Adapun bentuk jaringan sosial yang bersifat
Formal yaitu meliputi peran anggota
keluarga dan jaringan sosial yang bersifat
informal meliputi Diversifikasi pekerjaan
baik penambang maupun keluarga
penambang timah.
Jaringan Sosial Formal (Peran Anggota
Keluarga)
Jaringan sosial formal meliputi peran
anggota keluarga para penambang timah
tradisional dalam upaya membantu kepala
keluarga dalam proses bertahan hidup, peran
anggota keluarga meliputi seluruh anggota
keluarga baik Istri maupu anak yang ikut
berperan aktif dalam upaya bertahan hidup.

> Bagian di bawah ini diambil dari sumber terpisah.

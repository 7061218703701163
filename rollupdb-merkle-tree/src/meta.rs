use byteorder::{ByteOrder, LittleEndian};

use crate::{HASH_SIZE, Hash, MerkleTreeError};

/// Size of the persisted metadata record.
pub const META_SIZE: usize = 40;

/// Persisted state of a named tree: `root (32) || depth (u32 LE) || size (u32 LE)`.
#[derive(Debug, Clone, Copy, PartialEq, Eq)]
pub struct TreeMeta {
    /// Current root hash.
    pub root: Hash,
    /// Number of levels below the root.
    pub depth: u32,
    /// Highest written index plus one.
    pub size: u32,
}

impl TreeMeta {
    /// Serialize to the 40-byte record.
    pub fn encode(&self) -> [u8; META_SIZE] {
        let mut buf = [0u8; META_SIZE];
        buf[..HASH_SIZE].copy_from_slice(&self.root);
        LittleEndian::write_u32(&mut buf[HASH_SIZE..HASH_SIZE + 4], self.depth);
        LittleEndian::write_u32(&mut buf[HASH_SIZE + 4..], self.size);
        buf
    }

    /// Deserialize from a 40-byte record.
    pub fn decode(bytes: &[u8]) -> Result<Self, MerkleTreeError> {
        if bytes.len() != META_SIZE {
            return Err(MerkleTreeError::CorruptedData(format!(
                "tree metadata must be {META_SIZE} bytes, got {}",
                bytes.len()
            )));
        }
        let mut root = [0u8; HASH_SIZE];
        root.copy_from_slice(&bytes[..HASH_SIZE]);
        Ok(TreeMeta {
            root,
            depth: LittleEndian::read_u32(&bytes[HASH_SIZE..HASH_SIZE + 4]),
            size: LittleEndian::read_u32(&bytes[HASH_SIZE + 4..]),
        })
    }
}
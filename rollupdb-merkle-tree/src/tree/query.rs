use rollupdb_costs::{CostResult, CostsExt, OperationCost, cost_return_on_error};

use super::MerkleTree;
use crate::{HashPath, MerkleTreeError, TreeStore, hasher::TreeHasher, node::Node, working_set::WorkingSet};

impl<H: TreeHasher> MerkleTree<H> {
    /// Sibling pairs for the leaf at `index`, leaf level first.
    ///
    /// Every index below `2^depth` can be read, including the last leaf of a
    /// depth-32 tree that [`MerkleTree::capacity`] excludes from writes.
    ///
    /// Absent subtrees are filled from the zero ladder and a packed subtree
    /// answers every level below it, so at most one lookup is made per level.
    pub fn get_hash_path<S: TreeStore>(
        &self,
        store: &S,
        index: u64,
    ) -> CostResult<HashPath, MerkleTreeError> {
        let mut cost = OperationCost::default();
        let leaves = 1u64 << self.depth;
        if index >= leaves {
            return Err(MerkleTreeError::IndexOutOfRange {
                index,
                capacity: leaves,
            })
            .wrap_with_cost(cost);
        }

        let ws = WorkingSet::new(store, &self.zero_hashes);
        let mut pairs = Vec::with_capacity(self.depth as usize);
        let mut current = self.root;
        let mut height = self.depth;
        while height > 0 {
            let node = cost_return_on_error!(&mut cost, ws.load_node(&current, height));
            match node {
                Node::ImplicitZero => {
                    for level in (0..height).rev() {
                        let zero = *self.zero_hashes.at(level);
                        pairs.push((zero, zero));
                    }
                    break;
                }
                Node::Packed(packed) => {
                    let relative = index & ((1u64 << height) - 1);
                    pairs.extend(packed.sibling_pairs(relative).into_iter().rev());
                    break;
                }
                Node::Pair { left, right } => {
                    pairs.push((left, right));
                    current = if (index >> (height - 1)) & 1 == 1 {
                        right
                    } else {
                        left
                    };
                    height -= 1;
                }
            }
        }

        pairs.reverse();
        Ok(HashPath::new(pairs)).wrap_with_cost(cost)
    }
}
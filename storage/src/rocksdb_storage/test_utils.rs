// MIT LICENSE
//
// Copyright (c) 2021 Dash Core Group
//
// Permission is hereby granted, free of charge, to any
// person obtaining a copy of this software and associated
// documentation files (the "Software"), to deal in the
// Software without restriction, including without
// limitation the rights to use, copy, modify, merge,
// publish, distribute, sublicense, and/or sell copies of
// the Software, and to permit persons to whom the Software
// is furnished to do so, subject to the following
// conditions:
//
// The above copyright notice and this permission notice
// shall be included in all copies or substantial portions
// of the Software.
//
// THE SOFTWARE IS PROVIDED "AS IS", WITHOUT WARRANTY OF
// ANY KIND, EXPRESS OR IMPLIED, INCLUDING BUT NOT LIMITED
// TO THE WARRANTIES OF MERCHANTABILITY, FITNESS FOR A
// PARTICULAR PURPOSE AND NONINFRINGEMENT. IN NO EVENT
// SHALL THE AUTHORS OR COPYRIGHT HOLDERS BE LIABLE FOR ANY
// CLAIM, DAMAGES OR OTHER LIABILITY, WHETHER IN AN ACTION
// OF CONTRACT, TORT OR OTHERWISE, ARISING FROM, OUT OF OR
// IN CONNECTION WITH THE SOFTWARE OR THE USE OR OTHER
// DEALINGS IN THE SOFTWARE.

//! Temporary RocksDB storage for tests

use std::ops::Deref;

use tempfile::TempDir;

use super::RocksDbStorage;

/// RocksDB storage living in a temporary directory that is removed on drop.
pub struct TempStorage {
    storage: RocksDbStorage,
    dir: TempDir,
}

impl TempStorage {
    /// Create new `TempStorage`
    pub fn new() -> Self {
        let dir = TempDir::new().expect("cannot create tempdir");
        let storage = RocksDbStorage::default_rocksdb_with_path(dir.path())
            .expect("cannot open RocksDB storage");
        TempStorage { storage, dir }
    }

    /// Close the database and open it again from the same directory.
    pub fn reopen(self) -> Self {
        let TempStorage { storage, dir } = self;
        drop(storage);
        let storage = RocksDbStorage::default_rocksdb_with_path(dir.path())
            .expect("cannot reopen RocksDB storage");
        TempStorage { storage, dir }
    }
}

impl Default for TempStorage {
    fn default() -> Self {
        Self::new()
    }
}

impl Deref for TempStorage {
    type Target = RocksDbStorage;

    fn deref(&self) -> &Self::Target {
        &self.storage
    }
}
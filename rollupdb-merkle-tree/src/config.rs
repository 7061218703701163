use crate::{LEAF_BYTES, MAX_DEPTH, MerkleTreeError, zero_hashes::validate_depth};

/// Construction parameters of a tree.
#[derive(Debug, Clone, Copy, PartialEq, Eq)]
#[cfg_attr(feature = "serde", derive(serde::Serialize, serde::Deserialize))]
pub struct MerkleTreeConfig {
    /// Number of levels below the root, between 1 and [`MAX_DEPTH`].
    pub depth: u32,
    /// Length of the all-zero buffer whose leaf hash is the empty leaf.
    pub empty_leaf_len: usize,
}

impl Default for MerkleTreeConfig {
    fn default() -> Self {
        MerkleTreeConfig {
            depth: MAX_DEPTH,
            empty_leaf_len: LEAF_BYTES,
        }
    }
}

impl MerkleTreeConfig {
    /// Default configuration with the given depth.
    pub fn with_depth(depth: u32) -> Self {
        MerkleTreeConfig {
            depth,
            ..Default::default()
        }
    }

    /// Check the configuration can be used to build a tree.
    pub fn validate(&self) -> Result<(), MerkleTreeError> {
        validate_depth(self.depth)?;
        if self.empty_leaf_len == 0 {
            return Err(MerkleTreeError::InvalidInput(
                "empty leaf length must be non-zero".to_string(),
            ));
        }
        Ok(())
    }
}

Ditengah kondisi akan kekurangan skill
dan rendahnya tingkat pendidikan, tidak
semata-mata menghilangkan hasrat para
penambang timah tradisional untuk
bermimpi mendapatkan pekerjaan yang
layak guna menaikkan tingkat kehidupan
ekonomi mereka.
Besar atau kecilnya pendapatan
penambang timah memang sangat
bergantung dari hasil timah yang didapat.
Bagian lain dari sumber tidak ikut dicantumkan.